The Eddie Redmayne Fronted TV Spy series “Jackal’s Day,” which became a rating smash for both Sky and Peacock last year, has a new lead writer for the second series.
Ronan Bennett, who created the show produced by carnival films, has resigned from his writing duties due to a contemporary interpretation of Frederick Forsyth’s novel and a hit film adaptation of the 1973 film about the Globetrot Assassin and Intelligence Agent, and has continued to enforce, but has resigned from his writing duties due to other commitments.
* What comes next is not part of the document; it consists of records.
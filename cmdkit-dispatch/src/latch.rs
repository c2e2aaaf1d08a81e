//! 落定闩（SettleLatch）
//!
//! 每次分发独占一个实例，保证“落定动作”至多执行一次：
//! - 首次 `enter` 在锁内将状态置为已落定并执行动作；
//! - 之后的 `enter` 直接返回 `AlreadySettled`，不执行动作；
//! - 动作中的 panic 被捕获并转换为错误，锁总会被释放。
//!
use crate::error::{CommandError, CommandResult};
use std::panic::{self, AssertUnwindSafe};
use std::sync::{Mutex, PoisonError};

/// 动作在持锁期间执行，须保持短小且不可阻塞
#[derive(Debug, Default)]
pub(crate) struct SettleLatch {
    settled: Mutex<bool>,
}

impl SettleLatch {
    pub(crate) fn new() -> Self {
        Self::default()
    }

    pub(crate) fn enter<F>(&self, action: F) -> CommandResult<()>
    where
        F: FnOnce() -> CommandResult<()>,
    {
        let mut settled = self.settled.lock().unwrap_or_else(PoisonError::into_inner);
        if *settled {
            return Err(CommandError::AlreadySettled);
        }
        *settled = true;

        panic::catch_unwind(AssertUnwindSafe(action))
            .unwrap_or_else(|payload| Err(CommandError::from_panic(payload)))
    }

    #[cfg(test)]
    pub(crate) fn is_settled(&self) -> bool {
        *self.settled.lock().unwrap_or_else(PoisonError::into_inner)
    }
}
use crate::{command::Command, error::CommandError, error::CommandResult};
use async_trait::async_trait;
use cmdkit_core::Deferred;
use std::sync::Arc;

/// 命令总线（Command Bus）
///
/// - 负责根据命令的 `NAME` 路由到对应的处理器；
/// - `execute` 立即返回待定结果，`dispatch` 等待结果落定；
/// - 该 trait 带有泛型方法，通常以具体实现类型注入使用。
#[async_trait]
pub trait CommandBus: Send + Sync {
    /// 启动命令执行，返回其最终结果的句柄
    fn execute<C: Command>(&self, cmd: Arc<C>) -> CommandResult<Deferred<CommandError>>;

    /// 分发命令并等待其成功或失败
    async fn dispatch<C: Command>(&self, cmd: Arc<C>) -> CommandResult<()>;
}
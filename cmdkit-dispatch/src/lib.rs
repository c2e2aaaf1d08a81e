//! 命令分发引擎（cmdkit-dispatch）
//!
//! 以命令类型的稳定名称路由到唯一的处理器，执行前后调用命令的可选钩子，
//! 并在处理器结果与超时计时器之间竞争，保证结果恰好落定一次。
//!
pub mod command;
pub mod command_bus;
pub mod command_handler;
pub mod config;
pub mod error;
pub mod event;
pub mod inmemory_command_bus;

mod handler_table;
mod latch;

pub use command::{Command, TimeoutPolicy};
pub use command_bus::CommandBus;
pub use command_handler::CommandHandler;
pub use error::{CommandError, CommandResult, ErrorKind};
pub use event::CommandCompleted;
pub use inmemory_command_bus::InMemoryCommandBus;
use crate::error::{CommandError, CommandResult};
use crate::event::CommandCompleted;
use cmdkit_core::EventChannel;
use std::time::Duration;

/// 应用层命令（Command）
///
/// 表达“意图”的写操作请求，由唯一注册的处理器执行。
/// - 以 `NAME` 作为路由键，不依赖运行时类型探测；
/// - 每个命令实例持有自己的事件通道，执行结束时触发一次 [`CommandCompleted`]；
/// - 可选能力（`setup`/`completed`/`failed`/`timeout`）以默认空实现提供，按需覆盖。
///
/// 命令以 `Arc<C>` 在调用方与分发器之间共享，钩子仅获得 `&self`，
/// 需要在钩子中修改的状态请使用内部可变性。
pub trait Command: Send + Sync + Sized + 'static {
    /// 命令的稳定名称（建议常量字符串，不随重构变化）
    const NAME: &'static str;

    fn events(&self) -> &EventChannel<CommandCompleted<Self>>;

    /// 执行前钩子：在任何异步工作开始前同步调用。
    /// 返回的错误仅记录日志，不影响执行；panic 会直接传播给调用方。
    fn setup(&self) -> CommandResult<()> {
        Ok(())
    }

    /// 成功后钩子
    fn completed(&self) {}

    /// 失败后钩子（处理器失败或超时）
    fn failed(&self, _err: &CommandError) {}

    /// 超时策略，默认沿用分发器配置
    fn timeout(&self) -> TimeoutPolicy {
        TimeoutPolicy::Inherit
    }
}

/// 命令级超时策略
#[derive(Debug, Clone, Copy, PartialEq, Eq, Default)]
pub enum TimeoutPolicy {
    /// 使用分发器的默认超时
    #[default]
    Inherit,
    /// 不设超时，等待处理器自行结束
    Unlimited,
    /// 固定时长；`Duration::ZERO` 表示立即超时
    After(Duration),
}

impl TimeoutPolicy {
    /// 结合分发器默认值得到实际生效的超时，`None` 表示不限时
    pub fn effective(self, default: Option<Duration>) -> Option<Duration> {
        match self {
            Self::Inherit => default,
            Self::Unlimited => None,
            Self::After(limit) => Some(limit),
        }
    }
}

impl From<Option<Duration>> for TimeoutPolicy {
    fn from(value: Option<Duration>) -> Self {
        value.map_or(Self::Unlimited, Self::After)
    }
}
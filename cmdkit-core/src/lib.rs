//! 命令分发基础构件（cmdkit-core）
//!
//! 提供命令分发引擎所依赖的协作方原语：
//! - 延迟结果（`deferred`）：一次性落定的待定结果，支持续体与异步等待；
//! - 事件通道（`event_channel`）：每个命令持有的即发即弃广播通道；
//! - 依赖注册表（`registry`）：命令处理器注册时的依赖解析；
//! - 错误（`error`）：上述构件的最小错误集合。
//!
//! 本 crate 不关心命令如何路由与执行，仅定义上层可组合的窄接口。
//!
pub mod deferred;
pub mod error;
pub mod event_channel;
pub mod registry;

pub use deferred::Deferred;
pub use event_channel::EventChannel;
pub use registry::{Registry, RegistryExt, ServiceRegistry};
For a Bennett alternative, Carnival turned to David Hallower. David Hallower created the drama “Lockerby: A Search for Truth,” starring Colin Firth, documenting decades of quest to find the culprit of the 1988 Pam am Flight 103 bombing. “Lockerbie” was also aired on both Sky and Peacock.
Speaking to Variety recently, Carnival CEO Gareth Nima acknowledged that the first season of “Jackal’s Day” featured a completely different plot from the original, but that there was “the same dynamic between the hunter and the hunt,” and included numerous references to the film. Regarding Season 2, production is expected to begin in the coming months, and he said that there are still “many elements of the novel (forsyth) that weren’t used in Season 1.”
“Hopefully it will be another very luxurious, smoothly directed, well-acted, high-octane twist and thriller,” he said.
Alongside “Jackal Day,” Bennett, who first named himself on television as the creator of “Top Boy,” was behind the Paramount+ series “Mobrand,” starring Tom Hardy and Pierce Brosnan, which was renewed for the second season this June. In August it was announced that Bennett had returned to UK Network Channel 4 for the first time since “Top Boy” and “Top Boy.” This is a six-part drama series inspired by Jean Pierre Melville’s 1969 film and Joseph Kessel’s book, inspired by Joseph Kessel’s book about French resistance during World War II.
Starring Redmayne as a hitman of the same name, Rashana Lynch was an MI6 agent, and “The Day of the Jackal” became the largest original series ever, with 3 million viewers ahead of “Dragon of the Dragon” and “Chernobyl” in the first week of November 2024. In the US, according to NBCuniversal in February this year, it has become Peacock’s most-watched new original drama series, according to 75-day viewers.